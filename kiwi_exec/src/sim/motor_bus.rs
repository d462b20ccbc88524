//! Simulated I2C bus carrying the motor board frames into the simulated world

// ------------------------------------------------------------------------------------------------
// IMPORTS
// ------------------------------------------------------------------------------------------------

use embedded_hal::blocking::i2c::Write;
use log::{debug, trace};
use std::sync::Arc;

use super::SimWorld;
use crate::{
    actuator::{motor_board::decode_frame, MotorBoardParams},
    drive_ctrl::DriveKinematics,
};
use comms_if::eqpt::mech::NUM_WHEELS;

// ------------------------------------------------------------------------------------------------
// STRUCTS
// ------------------------------------------------------------------------------------------------

/// Bus which plays the part of the motor board.
///
/// Once a power has been written to each of the three motors the powers are decoded back into a
/// body velocity using the inverse kinematics, which the robot then moves at.
pub struct SimMotorBus {
    world: Arc<SimWorld>,
    board: MotorBoardParams,
    kinematics: DriveKinematics,

    /// Powers received since the last complete set, in wheel order
    pending: [Option<i32>; NUM_WHEELS],
}

// ------------------------------------------------------------------------------------------------
// ENUMS
// ------------------------------------------------------------------------------------------------

#[derive(Debug, thiserror::Error)]
pub enum SimBusError {
    #[error("No device at address {0:#04x}")]
    Nack(u8),

    #[error("Malformed motor frame: {0:?}")]
    InvalidFrame(Vec<u8>),

    #[error("Unknown motor ID {0}")]
    UnknownMotor(u8),

    #[error("The drive geometry has no inverse")]
    SingularGeometry,
}

// ------------------------------------------------------------------------------------------------
// IMPLS
// ------------------------------------------------------------------------------------------------

impl SimMotorBus {
    pub fn new(world: Arc<SimWorld>, board: MotorBoardParams, kinematics: DriveKinematics) -> Self {
        Self {
            world,
            board,
            kinematics,
            pending: [None; NUM_WHEELS],
        }
    }

    fn apply(&mut self, powers: [i32; NUM_WHEELS]) -> Result<(), SimBusError> {
        let sign = self.kinematics.wiring_sign() as f64;
        let raw = [
            powers[0] as f64 * sign,
            powers[1] as f64 * sign,
            powers[2] as f64 * sign,
        ];

        let vel = self
            .kinematics
            .body_velocity(raw)
            .ok_or(SimBusError::SingularGeometry)?;

        debug!("Sim wheel powers {:?} -> body velocity {:?}", powers, vel);

        // Motion up to now happened at the previous velocity
        self.world.sync();
        self.world.set_body_velocity(vel);

        Ok(())
    }
}

impl Write for SimMotorBus {
    type Error = SimBusError;

    fn write(&mut self, address: u8, bytes: &[u8]) -> Result<(), Self::Error> {
        if address != self.board.address {
            return Err(SimBusError::Nack(address));
        }

        let (motor_id, power) =
            decode_frame(bytes).ok_or_else(|| SimBusError::InvalidFrame(bytes.to_vec()))?;

        let wheel = self
            .board
            .motor_ids
            .iter()
            .position(|&id| id == motor_id)
            .ok_or(SimBusError::UnknownMotor(motor_id))?;

        trace!("Sim motor {} (wheel {}) <- {}", motor_id, wheel, power);

        self.pending[wheel] = Some(power);

        if let [Some(p0), Some(p1), Some(p2)] = self.pending {
            self.pending = [None; NUM_WHEELS];
            self.apply([p0, p1, p2])?;
        }

        Ok(())
    }
}

// ------------------------------------------------------------------------------------------------
// TESTS
// ------------------------------------------------------------------------------------------------

#[cfg(test)]
mod test {
    use super::*;
    use crate::{
        actuator::{ActuatorPort, MotorBoard},
        drive_ctrl::DriveCtrlParams,
        sim::SimParams,
    };
    use comms_if::eqpt::mech::DriveCommand;

    fn board() -> (MotorBoard<SimMotorBus>, Arc<SimWorld>) {
        let world = SimWorld::new(SimParams::default());
        let kin = DriveKinematics::new(&DriveCtrlParams::default()).unwrap();
        let bus = SimMotorBus::new(world.clone(), MotorBoardParams::default(), kin.clone());
        (MotorBoard::new(bus, MotorBoardParams::default(), kin), world)
    }

    #[test]
    fn test_rotation_decoded() {
        let (mut board, world) = board();

        // Shaping lifts every wheel to the floor, the decoded rate reflects the lifted powers
        board.set_velocity(DriveCommand::rotate(1.0)).unwrap();
        let vel = world.body_velocity();
        assert!(vel.vx.abs() < 1e-9);
        assert!(vel.vy.abs() < 1e-9);
        assert!((vel.v_ang - 13.5).abs() < 1e-9);

        board.stop().unwrap();
        assert!(world.body_velocity().is_zero());
    }

    #[test]
    fn test_forward_moves_robot() {
        let (mut board, world) = board();

        board.set_velocity(DriveCommand::forward(40.0)).unwrap();
        assert!(world.body_velocity().vy > 40.0);

        let start = world.pose();
        world.advance(1.0);
        assert!(world.pose().y_m > start.y_m + 0.1);
    }

    #[test]
    fn test_bus_errors() {
        let (board, _) = board();
        let mut bus = board.into_bus();

        assert!(matches!(bus.write(0x11, &[0, 0]), Err(SimBusError::Nack(0x11))));
        assert!(matches!(bus.write(0x10, &[0]), Err(SimBusError::InvalidFrame(_))));
        assert!(matches!(bus.write(0x10, &[7, 0]), Err(SimBusError::UnknownMotor(7))));
    }
}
--
- [WHAT YOU SHOULD DO]: Within the listing above, extract exactly the lines from the line with "use super::SimWorld;" to the line with "in wheel order", the two named lines included, and no others.

- [TASK RESULT]:
use super::SimWorld;
use crate::{
    actuator::{motor_board::decode_frame, MotorBoardParams},
    drive_ctrl::DriveKinematics,
};
use comms_if::eqpt::mech::NUM_WHEELS;

// ------------------------------------------------------------------------------------------------
// STRUCTS
// ------------------------------------------------------------------------------------------------

/// Bus which plays the part of the motor board.
///
/// Once a power has been written to each of the three motors the powers are decoded back into a
/// body velocity using the inverse kinematics, which the robot then moves at.
pub struct SimMotorBus {
    world: Arc<SimWorld>,
    board: MotorBoardParams,
    kinematics: DriveKinematics,

    /// Powers received since the last complete set, in wheel order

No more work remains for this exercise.